* YOUR ASSIGNMENT: Examine the data below and state how many lines contain "Result", offering no other words.

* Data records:
☆ ☆ ☆ ☆

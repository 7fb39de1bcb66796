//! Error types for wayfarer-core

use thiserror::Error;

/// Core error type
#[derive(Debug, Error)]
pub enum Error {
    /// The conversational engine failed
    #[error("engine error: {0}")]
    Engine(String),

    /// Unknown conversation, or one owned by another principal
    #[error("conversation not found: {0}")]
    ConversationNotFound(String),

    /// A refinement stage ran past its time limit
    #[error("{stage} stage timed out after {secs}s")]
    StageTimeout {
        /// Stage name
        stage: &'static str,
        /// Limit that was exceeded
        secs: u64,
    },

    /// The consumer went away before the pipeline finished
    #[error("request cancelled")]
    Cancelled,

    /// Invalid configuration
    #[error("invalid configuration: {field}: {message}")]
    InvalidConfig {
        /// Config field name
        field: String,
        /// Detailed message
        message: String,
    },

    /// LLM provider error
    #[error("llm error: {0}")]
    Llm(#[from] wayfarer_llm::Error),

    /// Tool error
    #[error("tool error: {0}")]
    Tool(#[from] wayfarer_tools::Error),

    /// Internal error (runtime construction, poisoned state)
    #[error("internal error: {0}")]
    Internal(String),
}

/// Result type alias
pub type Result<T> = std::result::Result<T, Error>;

☆ ☆ ☆ ☆

* WRITTEN RESPONSE: 2